If I’d taken physics in school, I would’ve enjoyed studying about the physical laws of nature more than I did biology and chemistry. I also would’ve known before today that the Pauli Exclusion Principle is what asserts that two objects cannot occupy the same space at the same time. That intuitive principle occurred to me while reading Numbers 22, where Israel is waiting for God to lead them into Canaan. Let me explain.

With over 600,000 Israelites camped near his country, Balak, King of Moab, became very nervous. Unaware that he had no reason to fear, he thought that having a curse put upon them was the best course of action and knew of only one man up to that task—Balaam, a gifted man of prophecy. As it turns out, Balaam “knew” God but being also a diviner (a user of special powers to predict future events), he was not exactly a “man of” God.

Balaam’s reputation was reflected in his fees, but money was no object to king. Offering well above the going rate for ‘curse-making,’ Balak surely did not anticipate Balaam’s essential double-cross by bringing Israel’s God into the equation as he told the messengers, “Spend the night here, and I will bring word back to you as the Lord may speak to me” (22:8).

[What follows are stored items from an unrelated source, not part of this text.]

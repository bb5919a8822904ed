//! # Universe model (C2) and dependency resolver (C3)
//!
//! The universe is the set of all attributes known to a run: raw input
//! columns plus three kinds of derived attribute. It is loaded once,
//! never mutated, and every attribute's transitive dependency closure is
//! computed and cached at load time (design note §9) rather than
//! recomputed on every lookup.

pub mod dependency;

use std::collections::HashMap;

use thiserror::Error;

/// Sort direction used by rank keys.
#[derive(Debug, Clone, Copy, PartialEq, Eq)]
pub enum Direction {
    Asc,
    Desc,
}

impl Direction {
    pub fn parse(raw: &str) -> Result<Self, UniverseError> {
        match raw.to_ascii_uppercase().as_str() {
            "ASC" => Ok(Direction::Asc),
            "DESC" => Ok(Direction::Desc),
            other => Err(UniverseError::InvalidDirection(other.to_string())),
        }
    }
}

/// One of the fixed windowed-aggregate functions (spec §3).
#[derive(Debug, Clone, Copy, PartialEq, Eq)]
pub enum AggregateFunc {
    Sum,
    Min,
    Max,
    Avg,
    Count,
}

impl AggregateFunc {
    pub fn parse(raw: &str) -> Result<Self, UniverseError> {
        match raw.to_ascii_uppercase().as_str() {
            "SUM" => Ok(AggregateFunc::Sum),
            "MIN" => Ok(AggregateFunc::Min),
            "MAX" => Ok(AggregateFunc::Max),
            "AVG" => Ok(AggregateFunc::Avg),
            "COUNT" => Ok(AggregateFunc::Count),
            other => Err(UniverseError::InvalidAggregateFunc(other.to_string())),
        }
    }
}

/// A single rank key: `(attr_code, direction, order)`. `order` is the
/// author-declared ordinal used to sort keys before they're applied —
/// kept on the key itself so the universe loader doesn't need a second
/// pass to sort `rank_attrs`.
#[derive(Debug, Clone)]
pub struct RankKey {
    pub attr_code: String,
    pub direction: Direction,
    pub order: i64,
}

/// Tagged attribute variant (design note §9: "reimplement as a tagged
/// variant dispatched by a single function", not a class hierarchy).
#[derive(Debug, Clone)]
pub enum Attribute {
    Input {
        code: String,
        data_type: crate::value::DataType,
    },
    Expression {
        code: String,
        data_type: crate::value::DataType,
        expr: crate::expr::Ast,
    },
    Rank {
        code: String,
        data_type: crate::value::DataType,
        rank_keys: Vec<RankKey>,
        partition_by: Option<String>,
    },
    Aggregate {
        code: String,
        data_type: crate::value::DataType,
        source_code: String,
        func: AggregateFunc,
        direction: Option<Direction>,
        partition_by: Option<String>,
    },
}

impl Attribute {
    pub fn code(&self) -> &str {
        match self {
            Attribute::Input { code, .. }
            | Attribute::Expression { code, .. }
            | Attribute::Rank { code, .. }
            | Attribute::Aggregate { code, .. } => code,
        }
    }

    pub fn data_type(&self) -> &crate::value::DataType {
        match self {
            Attribute::Input { data_type, .. }
            | Attribute::Expression { data_type, .. }
            | Attribute::Rank { data_type, .. }
            | Attribute::Aggregate { data_type, .. } => data_type,
        }
    }

    /// Direct (non-transitive) dependencies, per spec §3's per-variant
    /// rule. Grounded on `original_source/attribute.py`'s
    /// `get_attribute_dependencies_*` functions.
    pub fn direct_dependencies(&self) -> Vec<String> {
        match self {
            Attribute::Input { .. } => Vec::new(),
            Attribute::Expression { expr, .. } => crate::expr::identifiers(expr).into_iter().collect(),
            Attribute::Rank {
                rank_keys,
                partition_by,
                ..
            } => {
                let mut deps: Vec<String> = rank_keys.iter().map(|k| k.attr_code.clone()).collect();
                if let Some(p) = partition_by {
                    deps.push(p.clone());
                }
                deps
            }
            Attribute::Aggregate {
                source_code,
                partition_by,
                ..
            } => {
                let mut deps = vec![source_code.clone()];
                if let Some(p) = partition_by {
                    deps.push(p.clone());
                }
                deps
            }
        }
    }
}

#[derive(Debug, Error)]
pub enum UniverseError {
    #[error("unknown attribute: {0}")]
    UnknownAttribute(String),
    #[error("attribute code '{0}' is declared more than once")]
    DuplicateAttribute(String),
    #[error("cyclic dependency: {}", .0.join(" -> "))]
    CyclicUniverse(Vec<String>),
    #[error("invalid direction: {0}")]
    InvalidDirection(String),
    #[error("invalid aggregate function: {0}")]
    InvalidAggregateFunc(String),
    #[error("attribute '{0}': {1}")]
    MalformedAttribute(String, String),
    #[error(transparent)]
    Parse(#[from] crate::expr::ParseError),
}

/// The universe: all attributes known to a run, resolvable by code, with
/// a cached topologically-ordered dependency closure per attribute.
#[derive(Debug)]
pub struct Universe {
    key_column: String,
    attributes: HashMap<String, Attribute>,
    order: Vec<String>,
    /// code -> transitive closure (including `code` itself at the end),
    /// topologically ordered (dependencies first). Computed once at load.
    closures: HashMap<String, Vec<String>>,
}

impl Universe {
    /// Build a universe from its attributes, computing and caching
    /// dependency closures. Fails on an unresolved `ref_code` or a cycle
    /// (spec §3 invariants, §4.3/§4.7).
    pub fn new(key_column: String, attrs: Vec<Attribute>) -> Result<Self, UniverseError> {
        let mut attributes = HashMap::with_capacity(attrs.len());
        let mut order = Vec::with_capacity(attrs.len());
        for attr in attrs {
            let code = attr.code().to_string();
            if attributes.insert(code.clone(), attr).is_some() {
                return Err(UniverseError::DuplicateAttribute(code));
            }
            order.push(code);
        }

        if !attributes.contains_key(&key_column) {
            return Err(UniverseError::UnknownAttribute(key_column));
        }

        let mut universe = Universe {
            key_column,
            attributes,
            order,
            closures: HashMap::new(),
        };

        // Validate every ref_code resolves, then compute & cache closures
        // for every attribute up front.
        let codes: Vec<String> = universe.order.clone();
        for code in &codes {
            let closure = dependency::closure(&universe, code)?;
            universe.closures.insert(code.clone(), closure);
        }

        Ok(universe)
    }

    pub fn key_column(&self) -> &str {
        &self.key_column
    }

    pub fn get(&self, code: &str) -> Result<&Attribute, UniverseError> {
        self.attributes
            .get(code)
            .ok_or_else(|| UniverseError::UnknownAttribute(code.to_string()))
    }

    pub fn contains(&self, code: &str) -> bool {
        self.attributes.contains_key(code)
    }

    /// Internal accessor used by the dependency resolver during `Universe`
    /// construction, before `closures` is populated.
    pub(crate) fn attributes_raw(&self) -> &HashMap<String, Attribute> {
        &self.attributes
    }

    /// All input attribute codes.
    pub fn inputs(&self) -> Vec<&str> {
        self.order
            .iter()
            .filter(|c| matches!(self.attributes[*c], Attribute::Input { .. }))
            .map(String::as_str)
            .collect()
    }

    /// All attributes, in declaration order.
    pub fn all(&self) -> impl Iterator<Item = &Attribute> {
        self.order.iter().map(move |c| &self.attributes[c])
    }

    /// The cached, topologically-ordered transitive closure of `code`'s
    /// dependencies, **including `code` itself as the last element**
    /// (convenient for callers that want "everything needed to
    /// materialize `code`, in emission order").
    pub fn dependencies(&self, code: &str) -> Result<&[String], UniverseError> {
        self.closures
            .get(code)
            .map(Vec::as_slice)
            .ok_or_else(|| UniverseError::UnknownAttribute(code.to_string()))
    }
}

#[cfg(test)]
mod tests {
    use super::*;
    use crate::value::DataType;

    fn input(code: &str) -> Attribute {
        Attribute::Input {
            code: code.to_string(),
            data_type: DataType::Int,
        }
    }

    #[test]
    fn rejects_unknown_key_column() {
        let err = Universe::new("missing".to_string(), vec![input("a")]).unwrap_err();
        assert!(matches!(err, UniverseError::UnknownAttribute(_)));
    }

    #[test]
    fn rejects_duplicate_codes() {
        let err = Universe::new("a".to_string(), vec![input("a"), input("a")]).unwrap_err();
        assert!(matches!(err, UniverseError::DuplicateAttribute(_)));
    }

    #[test]
    fn rank_dependencies_include_partition_and_keys() {
        let rank = Attribute::Rank {
            code: "r".to_string(),
            data_type: DataType::Int,
            rank_keys: vec![RankKey {
                attr_code: "a".to_string(),
                direction: Direction::Desc,
                order: 0,
            }],
            partition_by: Some("p".to_string()),
        };
        let universe = Universe::new(
            "a".to_string(),
            vec![input("a"), input("p"), rank],
        )
        .unwrap();
        let deps = universe.dependencies("r").unwrap();
        assert_eq!(deps, &["a".to_string(), "p".to_string(), "r".to_string()]);
    }
}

God did speak to Balaam that night, saying, “Do not go with them; you shall not curse the people, for they are blessed.” But when Balaam broke the news to the messengers, he basically told them, “God won’t let me go.”

Do you see what happened there? Balaam left out the reason God gave, that “they are blessed.” Conveniently omitting that left the door open for Balak’s ‘blank check’ counteroffer. Unbelievably, Balaam pushed back again telling the new messengers, “I could not do anything, either small or great, contrary to the command of the LORD my God” (22:18). That would have been a perfect “End of story!”, if it had been.

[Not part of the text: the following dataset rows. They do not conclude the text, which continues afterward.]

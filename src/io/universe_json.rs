//! Deserializes `universe.json` (spec §6) into a [`Universe`].

use std::path::Path;

use serde::Deserialize;

use super::IoError;
use crate::expr::parse as parse_expr;
use crate::universe::{AggregateFunc, Attribute, Direction, RankKey, Universe};
use crate::value::DataType;

#[derive(Debug, Deserialize)]
struct RawUniverse {
    key: String,
    attributes: Vec<RawAttribute>,
}

#[derive(Debug, Deserialize)]
struct RawRankAttr {
    attr_code: String,
    direction: String,
    order: i64,
}

#[derive(Debug, Deserialize)]
struct RawAttribute {
    attr_code: String,
    attr_type: String,
    attr_data_type: String,
    #[serde(default)]
    rank_attrs: Vec<RawRankAttr>,
    #[serde(default)]
    aggregate_attr_code: Option<String>,
    #[serde(default)]
    aggregate_function: Option<String>,
    #[serde(default)]
    aggregate_direction: Option<String>,
    #[serde(default)]
    expression: Option<String>,
    #[serde(default)]
    partition_by: Option<String>,
}

pub fn load(path: &Path) -> Result<Universe, IoError> {
    let text = std::fs::read_to_string(path).map_err(|source| IoError::Read {
        path: path.display().to_string(),
        source,
    })?;
    let raw: RawUniverse = serde_json::from_str(&text).map_err(|source| IoError::Json {
        path: path.display().to_string(),
        source,
    })?;

    let attrs = raw
        .attributes
        .into_iter()
        .map(to_attribute)
        .collect::<Result<Vec<_>, IoError>>()?;

    Ok(Universe::new(raw.key, attrs)?)
}

fn to_attribute(raw: RawAttribute) -> Result<Attribute, IoError> {
    let code = raw.attr_code;
    let data_type = DataType::parse(&raw.attr_data_type);
    let malformed = |msg: &str| {
        IoError::Universe(crate::universe::UniverseError::MalformedAttribute(
            code.clone(),
            msg.to_string(),
        ))
    };

    match raw.attr_type.to_ascii_uppercase().as_str() {
        "INPUT" => Ok(Attribute::Input { code, data_type }),
        "EXPRESSION" => {
            let expr_src = raw.expression.ok_or_else(|| malformed("EXPRESSION attribute missing 'expression'"))?;
            let ast = parse_expr(&expr_src)?;
            Ok(Attribute::Expression { code, data_type, expr: ast })
        }
        "RANK" => {
            if raw.rank_attrs.is_empty() {
                return Err(malformed("RANK attribute requires at least one rank_attrs entry"));
            }
            let rank_keys = raw
                .rank_attrs
                .into_iter()
                .map(|r| {
                    Ok(RankKey {
                        attr_code: r.attr_code,
                        direction: Direction::parse(&r.direction)?,
                        order: r.order,
                    })
                })
                .collect::<Result<Vec<_>, crate::universe::UniverseError>>()?;
            Ok(Attribute::Rank {
                code,
                data_type,
                rank_keys,
                partition_by: raw.partition_by,
            })
        }
        "AGGREGATE" => {
            let source_code = raw
                .aggregate_attr_code
                .ok_or_else(|| malformed("AGGREGATE attribute missing 'aggregate_attr_code'"))?;
            let func_raw = raw
                .aggregate_function
                .ok_or_else(|| malformed("AGGREGATE attribute missing 'aggregate_function'"))?;
            let func = AggregateFunc::parse(&func_raw)?;
            let direction = raw
                .aggregate_direction
                .map(|d| Direction::parse(&d))
                .transpose()?;
            Ok(Attribute::Aggregate {
                code,
                data_type,
                source_code,
                func,
                direction,
                partition_by: raw.partition_by,
            })
        }
        other => Err(malformed(&format!("unknown attr_type '{other}'"))),
    }
}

Instead, Balaam proves that his heart was for himself and not for God when he told the messengers to spend another night there while he consulted with the Lord. And except that we’d have to scrap the opening paragraph above, that could be the point—that it’s a bad idea to pray to God, get His answer, disobey it and then arrogantly ask Him for a different answer. But, God has His purposes and maybe what He did next was so that we could read about it here.

See, when Balaam retired to be alone with Him the second time, God gave a different answer. This time, Balaam could go with the messengers, but he could only speak the words that He gave him. Yet even though God changed His answer (not His mind), He was still angry with Balaam for disregarding His first answer and would have been more pleased had Balaam just turned back. He even sent an angel to stand in his way.

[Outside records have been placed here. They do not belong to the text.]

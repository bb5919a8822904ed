//! Resource limit enforcement for a selection's run: row count, the
//! number of columns a plan is allowed to materialize, and a soft wall-
//! clock timeout. Cooperative, not preemptive — callers check after a
//! step completes rather than interrupting mid-computation.

use std::time::{Duration, Instant};

use thiserror::Error;

#[derive(Debug, Clone, Error)]
pub enum ResourceError {
    #[error("input has {actual} rows, limit is {limit}")]
    RowLimitExceeded { limit: usize, actual: usize },
    #[error("plan materializes {actual} columns, limit is {limit}")]
    ColumnLimitExceeded { limit: usize, actual: usize },
}

/// Caps applied to a single selection's execution (spec's ambient
/// configuration section: max rows, max materialized columns, a
/// per-selection timeout).
#[derive(Debug, Clone, Default)]
pub struct ResourceLimits {
    pub max_rows: Option<usize>,
    pub max_materialized_columns: Option<usize>,
    pub timeout: Option<Duration>,
}

impl ResourceLimits {
    pub fn check_rows(&self, actual: usize) -> Result<(), ResourceError> {
        match self.max_rows {
            Some(limit) if actual > limit => Err(ResourceError::RowLimitExceeded { limit, actual }),
            _ => Ok(()),
        }
    }

    pub fn check_columns(&self, actual: usize) -> Result<(), ResourceError> {
        match self.max_materialized_columns {
            Some(limit) if actual > limit => Err(ResourceError::ColumnLimitExceeded { limit, actual }),
            _ => Ok(()),
        }
    }

    pub fn timeout_controller(&self) -> QueryTimeout {
        QueryTimeout::new(self.timeout)
    }
}

#[derive(Debug, Clone)]
pub struct TimeoutError {
    pub timeout: Duration,
    pub elapsed: Duration,
}

impl std::fmt::Display for TimeoutError {
    fn fmt(&self, f: &mut std::fmt::Formatter<'_>) -> std::fmt::Result {
        write!(f, "selection exceeded timeout of {:?} (ran for {:?})", self.timeout, self.elapsed)
    }
}

impl std::error::Error for TimeoutError {}

/// Started at a selection's entry, checked once after its plan has run.
pub struct QueryTimeout {
    start: Instant,
    timeout: Option<Duration>,
}

impl QueryTimeout {
    pub fn new(timeout: Option<Duration>) -> Self {
        QueryTimeout { start: Instant::now(), timeout }
    }

    pub fn check(&self) -> Result<(), TimeoutError> {
        if let Some(timeout) = self.timeout {
            let elapsed = self.start.elapsed();
            if elapsed > timeout {
                return Err(TimeoutError { timeout, elapsed });
            }
        }
        Ok(())
    }
}

#[cfg(test)]
mod tests {
    use super::*;

    #[test]
    fn row_limit_rejects_oversized_input() {
        let limits = ResourceLimits { max_rows: Some(10), ..Default::default() };
        assert!(limits.check_rows(5).is_ok());
        assert!(matches!(
            limits.check_rows(11),
            Err(ResourceError::RowLimitExceeded { limit: 10, actual: 11 })
        ));
    }

    #[test]
    fn no_timeout_never_fails() {
        let controller = QueryTimeout::new(None);
        std::thread::sleep(Duration::from_millis(1));
        assert!(controller.check().is_ok());
    }

    #[test]
    fn expired_timeout_is_reported() {
        let controller = QueryTimeout::new(Some(Duration::from_millis(1)));
        std::thread::sleep(Duration::from_millis(20));
        assert!(controller.check().is_err());
    }
}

This angel… Balaam didn’t see him, but his donkey did. The donkey saw him three times, in fact, and each time it saved Balaam’s life, first by turning into a field, then by pushing up against a wall and finally by lying down. Each time the donkey balked, though, Balaam struck him to get him to move. And that’s when God struck, too:  

Then the LORD opened the eyes of Balaam, and he saw the angel of the LORD standing in the way with his drawn sword in his hand; and he bowed all the way to the ground. (Num. 22:31)

Why couldn’t Balaam see the angel at first? That’s the question that struck me (like Balaam struck his donkey and God struck Balaam), and it led me to that Pauli Exclusion Principle. He couldn’t see the angel because he was blinded by his own greed and self-worship. He could see those with crystal clarity, just like we can see the things we focus upon. But when we focus on the things we lust after, our hope is futile even though our endurance to keep reaching for them is strong.

More dangerous, though, is what we don’t see when we focus on ourselves. God stands between us and danger but if we can’t see Him, we miss His protection. That blindness leads us into a full conviction that we can, ourselves, affect our cause and end.

Your hand is lifted up, yet they do not see it.” (Is. 26:11)

If we feel or sense that we do not, or cannot, see God, we should focus our vision even more diligently on what we do see so that we can erase it from our sight. Truth and lie cannot occupy in the same vision at the same time, don’t you see?